Buckets in search of a purpose
If you happen to be sweating it out in Alice Springs at the moment, it may seem hard to believe there’s not a lot more rain around.
In its long-range forecast the Bureau of Meteorology is punting on a merely average rainfall for Central Australia during the summer months. January, already distinguished by a torrential downpour a few days ago, is actually even less likely to hold water than February, according to their climate maps.
If it’s true – even though it doesn’t feel all that dry just at the moment – it might not be such a bad thing, from some perspectives.

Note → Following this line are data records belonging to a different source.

//! Dynamics types.

use crate::Options;
use crate::error::{Error, ErrorKind};
use sml_hir::{Decs, Lab};
use sml_state::{DynEnv, DynFunctor, DynSig, State, Val};
use std::collections::BTreeMap;
use std::rc::Rc;
use str_util::Name;

pub(crate) type Result<T, E = Error> = std::result::Result<T, E>;

#[derive(Debug)]
pub(crate) enum Step {
  Exp(Rc<sml_hir::Exp>),
  Val(Val),
  Raise(Val),
  /// The declaration at the index.
  Dec(Decs, usize),
  DecDone,
  StrExp(Rc<sml_hir::StrExp>),
  Str(DynEnv),
}

#[derive(Debug)]
pub(crate) struct Frame {
  /// The state when this was pushed.
  pub(crate) state: State,
  pub(crate) kind: FrameKind,
}

#[derive(Debug)]
pub(crate) enum FrameKind {
  /// The rows done so far, the label of the row being evaluated, and the rest of the rows in
  /// reverse.
  Record(BTreeMap<Lab, Val>, Lab, Vec<(Lab, Rc<sml_hir::Exp>)>),
  AppFunc(Rc<sml_hir::Exp>),
  AppArg(Val),
  /// Sets the state back once the inner value is ready, as for function calls and `let` bodies.
  Restore,
  Raise,
  Handle(Rc<sml_hir::Match>),
  Let(Rc<sml_hir::Exp>),
  /// Runs the declaration at the index next.
  DecSeq(Decs, usize),
  /// The values of the non-`rec` bindings of the `val` at the index, so far.
  ValBind(Decs, usize, Vec<Val>),
  /// The second part of a `local`.
  LocalFst(Decs),
  /// The last node of the first part of a `local` or `abstype`.
  LocalSnd(State),
  /// The values of the bindings of the `structure` at the index, so far.
  StrBind(Decs, usize, Vec<(Name, DynEnv)>),
  /// The id of the scope holding the body of a `struct`.
  Struct(u32),
  Ascription(DynSig),
  FunctorArg(Rc<DynFunctor>),
  StrLet(Rc<sml_hir::StrExp>),
}

#[derive(Debug)]
pub(crate) struct St<'a> {
  pub(crate) options: &'a Options,
  /// Where the generation counters live.
  pub(crate) top: State,
  pub(crate) state: State,
  pub(crate) frames: Vec<Frame>,
  pub(crate) output: Vec<String>,
  /// The position of what is being evaluated, for errors.
  pub(crate) pos: usize,
}

impl<'a> St<'a> {
  pub(crate) fn new(options: &'a Options, state: State) -> Self {
    St { options, top: state.clone(), state, frames: Vec::new(), output: Vec::new(), pos: 0 }
  }

  pub(crate) fn err(&self, kind: ErrorKind) -> Error {
    Error { pos: self.pos, kind }
  }

  pub(crate) fn push(&mut self, kind: FrameKind) -> Result<()> {
    let state = self.state.clone();
    self.push_with(state, kind)
  }

  pub(crate) fn push_with(&mut self, state: State, kind: FrameKind) -> Result<()> {
    if self.frames.len() >= self.options.max_frames {
      return Err(self.err(ErrorKind::TooManyFrames(self.options.max_frames)));
    }
    log::trace!("push frame {}", self.frames.len());
    self.frames.push(Frame { state, kind });
    Ok(())
  }

  /// Arranges for the state to be set to `state` once the next value is ready.
  ///
  /// If the top frame would already do that, this does nothing, so tail calls use no frames.
  pub(crate) fn push_restore(&mut self, state: State) -> Result<()> {
    if matches!(self.frames.last(), Some(Frame { kind: FrameKind::Restore, .. })) {
      return Ok(());
    }
    self.push_with(state, FrameKind::Restore)
  }

  /// Returns a new generation id for the constructor or exception name.
  pub(crate) fn fresh_id(&self, name: &Name) -> u32 {
    let ret = self.top.counter(name.as_str());
    self.top.set_counter(name.clone(), ret + 1);
    ret
  }
}
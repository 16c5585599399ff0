//! Tests.
//!
//! - If you're not sure where to put a test, put it in misc.
//! - If you have many similar tests, put them in an existing or new module.

#![cfg(test)]

mod check;
mod config;
mod diff;
mod error;
mod exn;
mod fixity;
mod frames;
mod lex;
mod local;
mod matching;
mod misc;
mod modules;
mod num;
mod output;
mod state;
mod std_basis;
mod ty;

While desert dwellers may love the colour of green, most of the green is brought to us by buffel grass rather than Kermit the Frog. The longer and greener it gets, the more certain that when it dries out, we will have to deal with grassfires such as those we saw in 2011. http://aliceonline.com.au/2011/08/17/we-were-ready-for-fires-government/
If the rain continues into late summer or longer, pastoralists and firefighters will have a vanishing window of opportunity from which to organise pre-emptive burns that would stop the big fires from getting out of control.
But let’s keep the gloom and doom down for the time being, at least while we’re all still wishing each other a happy new year. At the domestic level, with a little bit of bother you can get good value out of the kind of weather we’ve been having over Christmas.
Native gardens especially love rainwater, but may not get as much benefit out of it as you might imagine, with only prolonged heavy drizzle penetrating even a couple of feet.
That’s why ABC gardening talkback host Geoff Miers advises people to turn on their drip systems in the rain to help the rainwater go deeper… but there are other ways of doing it. (more…)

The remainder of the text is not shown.